Bernard Landau, directeur adjoint à l’urbanisme de la ville de Paris (FR) :
Comment cette question de la nature peut être posée dans une ville très dense comme Paris ? Chaque ville n’a pas le même héritage, et on sait que Paris n’a pas beaucoup d’espaces verts. On sait également qu’il va être difficile de raser des quartiers du centre historique pour faire des squares. Mais aujourd’hui la façon dont la question entre nature et ville se pose à Paris, c’est plus de nature, mieux dans la ville. On pris conscience que la nature fait partie de la chaîne de biodiversité indispensable à la durabilité des territoires. Et la façon dont nous mettons ce thème sur un territoire périphérique de la ville de Paris, qu’il s’agisse d’un stade, de terrasse végétalisée, de la gestion d’espaces verts, de cités jardins, de la conception de végétaliser des espaces publics gérés par la ville ou d’initiative privée (à la limite dans la façon dont chacun introduit de la nature à son échelle), le sujet serait, peut-être, de mieux réfléchir à la participation de cet ensemble pour rendre une place, qui ne soit pas uniquement contemplative, au vivant naturel dans l’espace urbanisé. Je pense qu’il faut que les villes adoptent un regard un peu nouveau. On est à cheval sur des thèmes de recherche aussi, car lorsqu’on réfléchit à ces sujets-là en termes d’évolution climatique, on peut être amenés à se poser la question des essences qui, dans le futur, seraient plus à même de se développer, et en même temps, on intègre par rapport au phénomène climatique ou de canicule, la nécessité d’avoir de la nature dans les villes.
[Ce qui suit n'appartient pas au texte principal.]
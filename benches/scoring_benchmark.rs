use criterion::{black_box, criterion_group, criterion_main, BenchmarkId, Criterion};
use det_score::cache::IouCache;
use det_score::evaluator::{calculate_final_score, search_best_cutoff};
use det_score::matching::calculate_precision;
use det_score::metrics::calculate_iou;
use det_score::scorer::calculate_image_precision;
use det_score::threshold::{generate_cutoff_range, COMPETITION_IOU_THRESHOLDS};
use det_score::types::{BoundingBox, BoxFormat, ImageRecord, Prediction};

fn offset_boxes(n: usize, shift: f64) -> Vec<BoundingBox> {
    (0..n)
        .map(|i| {
            let offset = (i as f64) * 12.0 + shift;
            BoundingBox::new(offset, offset, offset + 50.0, offset + 50.0)
        })
        .collect()
}

fn record(n: usize) -> ImageRecord {
    let gts = offset_boxes(n, 0.0);
    let predictions = offset_boxes(n, 3.0)
        .into_iter()
        .enumerate()
        .map(|(i, b)| Prediction::new(b, 0.99 - i as f64 / (n as f64 * 2.0)))
        .collect();
    ImageRecord::new(gts, predictions)
}

fn bench_iou(c: &mut Criterion) {
    let gt = BoundingBox::new(10.0, 10.0, 60.0, 60.0);
    let pred = BoundingBox::new(30.0, 30.0, 80.0, 80.0);

    c.bench_function("iou_single", |b| {
        b.iter(|| calculate_iou(black_box(&gt), black_box(&pred), BoxFormat::Corners));
    });
}

fn bench_greedy_matching(c: &mut Criterion) {
    let mut group = c.benchmark_group("greedy_matching");

    for size in [10, 50, 100, 500].iter() {
        let gts = offset_boxes(*size, 0.0);
        let preds = offset_boxes(*size, 3.0);

        group.bench_with_input(BenchmarkId::from_parameter(size), size, |b, _| {
            b.iter(|| {
                let mut cache = IouCache::new(gts.len(), preds.len());
                black_box(calculate_precision(&gts, &preds, 0.5, BoxFormat::Corners, &mut cache))
            });
        });
    }
    group.finish();
}

fn bench_image_precision(c: &mut Criterion) {
    let mut group = c.benchmark_group("image_precision");

    for size in [10, 50, 100].iter() {
        let r = record(*size);
        group.bench_with_input(BenchmarkId::from_parameter(size), size, |b, _| {
            b.iter(|| {
                calculate_image_precision(
                    black_box(&r.gt_boxes),
                    black_box(&r.predictions),
                    &COMPETITION_IOU_THRESHOLDS,
                    BoxFormat::Corners,
                )
            });
        });
    }
    group.finish();
}

fn bench_dataset(c: &mut Criterion) {
    let records: Vec<ImageRecord> = (0..200).map(|_| record(40)).collect();
    let candidates = generate_cutoff_range(0.2, 0.5, 0.01).unwrap();

    c.bench_function("final_score_200_images", |b| {
        b.iter(|| calculate_final_score(black_box(&records), 0.4));
    });

    c.bench_function("cutoff_search_200_images", |b| {
        b.iter(|| search_best_cutoff(black_box(&records), &candidates));
    });
}

criterion_group!(
    benches,
    bench_iou,
    bench_greedy_matching,
    bench_image_precision,
    bench_dataset
);
criterion_main!(benches);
Chris Younès : La nature peut prendre plusieurs figures comme vous l’évoquiez, et on voit bien que toutes les balades urbaines, toutes ce qui se met en place, aide quelque part à découvrir son milieu dans cette dimension de la biodiversité, dans sa dimension vivante. Au milieu habité sous ses différentes facettes, on rajoute la question : comment un urbain peut-il se cultiver à la nature ? Et lorsqu’on parle d’adaptabilité, en fait on parle d’être capable de vivacité. J’aime beaucoup cette idée de la cité qui est capable de vivre. Dans vivacité, il y a vitalité, la vitalité urbaine, la vitalité de l’urbanité, mais aussi la capacité de réaction à une situation. Ce sera certainement un point très important dans ce thème de l’adaptabilité. Enfin, l’autre point important, c’est l’importance du projet comme récit, comme représentation. Il y a beaucoup d’écrits aujourd’hui qui disent que nous sommes capables de faire beaucoup plus que nous ne pouvons nous représenter, qu’il y a une crise de la représentation. Non seulement, on ne se représente pas tellement le futur, on a du mal à savoir vers quoi on va, mais on a même du mal à se représenter le présent dans lequel on est. Et le projet, quelque part, donne une image, une représentation qui peut faire débat et qui va d’une certaine manière alimenter ce nouveau souffle. Et ce qui va redonner une vivacité à la ville adaptable, c’est de mobiliser ceux qui habitent, ceux qui fabriquent, imaginent, traversent la ville, car ce n’est pas que les experts qui doivent s’occuper du devenir urbain.